What needs to be done ::
For each line in the data below that has the word "LanguageTotalResponse", copy that line.

════

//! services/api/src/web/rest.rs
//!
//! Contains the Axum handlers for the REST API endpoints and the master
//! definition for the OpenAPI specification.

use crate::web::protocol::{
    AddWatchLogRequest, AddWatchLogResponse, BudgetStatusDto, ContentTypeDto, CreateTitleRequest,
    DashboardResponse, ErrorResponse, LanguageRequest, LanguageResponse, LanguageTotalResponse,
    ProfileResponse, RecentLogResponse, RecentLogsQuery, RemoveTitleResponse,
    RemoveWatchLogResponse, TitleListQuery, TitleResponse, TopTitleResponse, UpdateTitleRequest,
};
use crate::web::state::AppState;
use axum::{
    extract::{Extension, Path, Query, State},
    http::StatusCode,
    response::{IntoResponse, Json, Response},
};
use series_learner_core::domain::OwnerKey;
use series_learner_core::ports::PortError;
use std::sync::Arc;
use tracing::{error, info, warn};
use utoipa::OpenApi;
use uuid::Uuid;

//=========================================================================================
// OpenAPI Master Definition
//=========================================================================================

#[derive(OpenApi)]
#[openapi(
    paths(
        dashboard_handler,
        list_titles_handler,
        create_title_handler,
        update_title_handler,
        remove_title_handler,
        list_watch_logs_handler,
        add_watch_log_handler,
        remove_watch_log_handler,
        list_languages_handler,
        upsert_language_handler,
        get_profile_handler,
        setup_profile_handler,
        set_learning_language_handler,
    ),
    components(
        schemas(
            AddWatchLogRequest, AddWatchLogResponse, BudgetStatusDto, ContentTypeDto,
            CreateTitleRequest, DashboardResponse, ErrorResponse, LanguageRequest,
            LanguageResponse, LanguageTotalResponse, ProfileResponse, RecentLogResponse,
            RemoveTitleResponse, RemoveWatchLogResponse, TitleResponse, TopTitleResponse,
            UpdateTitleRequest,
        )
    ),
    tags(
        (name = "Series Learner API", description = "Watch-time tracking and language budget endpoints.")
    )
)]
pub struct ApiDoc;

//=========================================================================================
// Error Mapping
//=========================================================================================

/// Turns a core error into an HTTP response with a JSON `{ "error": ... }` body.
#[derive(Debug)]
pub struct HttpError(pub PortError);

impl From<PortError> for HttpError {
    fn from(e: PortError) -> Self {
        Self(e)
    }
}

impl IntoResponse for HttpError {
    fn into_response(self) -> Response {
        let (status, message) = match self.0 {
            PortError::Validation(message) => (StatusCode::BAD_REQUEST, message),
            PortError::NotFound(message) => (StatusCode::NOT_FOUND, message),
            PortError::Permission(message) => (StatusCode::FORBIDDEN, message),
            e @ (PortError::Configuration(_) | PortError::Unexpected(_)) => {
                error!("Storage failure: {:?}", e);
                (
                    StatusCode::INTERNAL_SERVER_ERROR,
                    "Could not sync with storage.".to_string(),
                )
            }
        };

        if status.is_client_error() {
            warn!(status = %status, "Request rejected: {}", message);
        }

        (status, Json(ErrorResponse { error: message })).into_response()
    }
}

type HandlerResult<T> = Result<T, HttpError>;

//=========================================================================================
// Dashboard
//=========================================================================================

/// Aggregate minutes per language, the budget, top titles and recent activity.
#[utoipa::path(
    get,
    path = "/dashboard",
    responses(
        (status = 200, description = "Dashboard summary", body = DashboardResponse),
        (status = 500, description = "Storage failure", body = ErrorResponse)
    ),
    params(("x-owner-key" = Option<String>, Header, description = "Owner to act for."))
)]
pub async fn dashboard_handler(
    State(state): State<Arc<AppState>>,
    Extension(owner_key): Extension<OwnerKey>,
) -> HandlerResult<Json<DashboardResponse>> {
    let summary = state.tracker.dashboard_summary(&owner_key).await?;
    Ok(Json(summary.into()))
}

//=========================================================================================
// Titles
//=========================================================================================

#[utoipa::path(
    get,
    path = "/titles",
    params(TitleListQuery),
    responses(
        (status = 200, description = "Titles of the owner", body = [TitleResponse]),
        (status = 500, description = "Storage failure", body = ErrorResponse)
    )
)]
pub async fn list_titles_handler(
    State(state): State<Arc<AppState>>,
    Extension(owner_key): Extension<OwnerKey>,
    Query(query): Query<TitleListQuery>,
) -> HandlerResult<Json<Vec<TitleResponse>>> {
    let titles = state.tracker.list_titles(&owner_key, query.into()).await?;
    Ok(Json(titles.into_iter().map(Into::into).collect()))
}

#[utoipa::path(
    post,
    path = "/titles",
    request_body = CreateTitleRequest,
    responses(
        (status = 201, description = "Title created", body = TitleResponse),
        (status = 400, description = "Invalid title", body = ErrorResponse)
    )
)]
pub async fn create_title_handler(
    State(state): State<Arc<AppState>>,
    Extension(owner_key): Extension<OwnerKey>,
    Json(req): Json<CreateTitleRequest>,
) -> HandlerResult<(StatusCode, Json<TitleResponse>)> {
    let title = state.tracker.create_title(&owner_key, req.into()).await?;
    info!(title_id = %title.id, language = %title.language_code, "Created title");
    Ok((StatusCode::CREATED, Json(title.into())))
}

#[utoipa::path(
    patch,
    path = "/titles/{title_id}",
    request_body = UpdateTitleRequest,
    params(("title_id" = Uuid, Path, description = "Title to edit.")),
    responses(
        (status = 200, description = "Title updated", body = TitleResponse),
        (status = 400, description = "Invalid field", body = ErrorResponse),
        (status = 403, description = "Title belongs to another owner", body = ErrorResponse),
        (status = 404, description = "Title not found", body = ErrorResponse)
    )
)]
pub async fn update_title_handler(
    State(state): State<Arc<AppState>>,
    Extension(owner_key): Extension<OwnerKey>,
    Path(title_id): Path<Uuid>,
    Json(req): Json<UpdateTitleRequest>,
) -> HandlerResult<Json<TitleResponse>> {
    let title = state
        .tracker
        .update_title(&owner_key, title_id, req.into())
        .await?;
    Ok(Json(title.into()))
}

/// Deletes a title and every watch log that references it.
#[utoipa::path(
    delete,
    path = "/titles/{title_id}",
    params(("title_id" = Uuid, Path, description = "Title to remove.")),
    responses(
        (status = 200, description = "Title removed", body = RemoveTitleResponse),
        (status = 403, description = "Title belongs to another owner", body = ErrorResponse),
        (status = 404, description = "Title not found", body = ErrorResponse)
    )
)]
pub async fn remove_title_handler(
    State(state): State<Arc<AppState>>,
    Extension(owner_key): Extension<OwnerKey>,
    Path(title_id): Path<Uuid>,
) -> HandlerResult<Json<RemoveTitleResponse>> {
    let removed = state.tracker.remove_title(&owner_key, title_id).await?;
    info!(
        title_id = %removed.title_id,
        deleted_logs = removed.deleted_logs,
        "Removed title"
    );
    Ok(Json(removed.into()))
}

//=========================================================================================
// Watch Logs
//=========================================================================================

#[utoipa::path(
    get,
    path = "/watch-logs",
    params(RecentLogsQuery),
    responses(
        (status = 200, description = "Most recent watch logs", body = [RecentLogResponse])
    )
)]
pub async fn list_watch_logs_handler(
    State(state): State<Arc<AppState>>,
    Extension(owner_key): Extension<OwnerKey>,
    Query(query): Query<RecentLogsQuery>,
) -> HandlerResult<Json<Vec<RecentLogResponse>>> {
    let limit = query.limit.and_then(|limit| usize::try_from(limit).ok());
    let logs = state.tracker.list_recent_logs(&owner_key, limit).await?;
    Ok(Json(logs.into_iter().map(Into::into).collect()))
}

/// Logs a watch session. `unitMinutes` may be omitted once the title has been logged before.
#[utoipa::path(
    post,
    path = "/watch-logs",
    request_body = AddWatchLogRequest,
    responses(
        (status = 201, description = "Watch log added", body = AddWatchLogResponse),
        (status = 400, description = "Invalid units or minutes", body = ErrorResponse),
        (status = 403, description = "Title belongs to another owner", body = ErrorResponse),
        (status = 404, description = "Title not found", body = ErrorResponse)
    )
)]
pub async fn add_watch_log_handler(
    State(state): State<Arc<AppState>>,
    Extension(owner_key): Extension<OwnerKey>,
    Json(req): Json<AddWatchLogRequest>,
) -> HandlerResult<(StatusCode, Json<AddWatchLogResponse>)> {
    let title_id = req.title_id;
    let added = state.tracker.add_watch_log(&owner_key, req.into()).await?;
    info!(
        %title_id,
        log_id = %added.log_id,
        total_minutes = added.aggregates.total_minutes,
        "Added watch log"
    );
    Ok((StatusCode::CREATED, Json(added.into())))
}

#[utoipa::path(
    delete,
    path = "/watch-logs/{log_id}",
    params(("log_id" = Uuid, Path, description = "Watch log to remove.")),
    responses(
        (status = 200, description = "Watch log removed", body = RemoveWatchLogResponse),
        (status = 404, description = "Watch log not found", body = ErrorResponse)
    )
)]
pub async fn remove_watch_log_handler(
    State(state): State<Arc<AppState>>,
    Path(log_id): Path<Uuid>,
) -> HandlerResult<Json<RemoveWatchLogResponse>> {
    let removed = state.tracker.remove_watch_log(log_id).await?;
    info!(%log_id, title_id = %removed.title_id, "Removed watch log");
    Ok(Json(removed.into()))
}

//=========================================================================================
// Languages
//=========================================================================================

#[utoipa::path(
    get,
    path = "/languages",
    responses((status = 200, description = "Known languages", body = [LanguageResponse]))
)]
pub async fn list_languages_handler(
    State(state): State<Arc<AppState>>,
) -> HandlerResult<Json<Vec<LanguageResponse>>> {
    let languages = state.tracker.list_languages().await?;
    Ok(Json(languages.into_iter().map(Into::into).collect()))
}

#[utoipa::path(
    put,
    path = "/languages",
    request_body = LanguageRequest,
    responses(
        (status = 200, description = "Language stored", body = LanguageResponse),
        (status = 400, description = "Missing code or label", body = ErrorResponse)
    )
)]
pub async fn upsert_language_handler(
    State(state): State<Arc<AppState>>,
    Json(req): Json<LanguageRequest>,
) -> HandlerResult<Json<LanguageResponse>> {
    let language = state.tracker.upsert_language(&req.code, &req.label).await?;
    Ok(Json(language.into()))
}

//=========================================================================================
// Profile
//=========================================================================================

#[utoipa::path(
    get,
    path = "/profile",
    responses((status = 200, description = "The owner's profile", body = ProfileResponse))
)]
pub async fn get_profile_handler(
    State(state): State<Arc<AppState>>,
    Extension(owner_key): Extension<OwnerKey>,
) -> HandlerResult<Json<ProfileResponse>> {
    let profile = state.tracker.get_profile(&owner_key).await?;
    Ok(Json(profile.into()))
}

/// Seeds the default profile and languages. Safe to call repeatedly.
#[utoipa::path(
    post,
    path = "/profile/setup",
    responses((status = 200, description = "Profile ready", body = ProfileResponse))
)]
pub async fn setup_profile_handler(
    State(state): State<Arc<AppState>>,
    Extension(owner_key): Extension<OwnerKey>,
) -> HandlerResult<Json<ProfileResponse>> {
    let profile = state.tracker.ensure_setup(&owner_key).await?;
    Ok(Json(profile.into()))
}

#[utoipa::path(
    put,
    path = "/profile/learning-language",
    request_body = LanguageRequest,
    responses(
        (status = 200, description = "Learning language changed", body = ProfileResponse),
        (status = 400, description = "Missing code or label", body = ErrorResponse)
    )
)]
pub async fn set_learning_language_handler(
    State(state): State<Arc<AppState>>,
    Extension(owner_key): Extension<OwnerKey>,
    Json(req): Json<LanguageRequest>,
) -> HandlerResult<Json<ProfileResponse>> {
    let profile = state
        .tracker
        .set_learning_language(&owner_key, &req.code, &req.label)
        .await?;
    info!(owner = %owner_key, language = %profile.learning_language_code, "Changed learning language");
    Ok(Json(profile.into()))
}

════

Result of the exercise ::
    DashboardResponse, ErrorResponse, LanguageRequest, LanguageResponse, LanguageTotalResponse,
            LanguageResponse, LanguageTotalResponse, ProfileResponse, RecentLogResponse,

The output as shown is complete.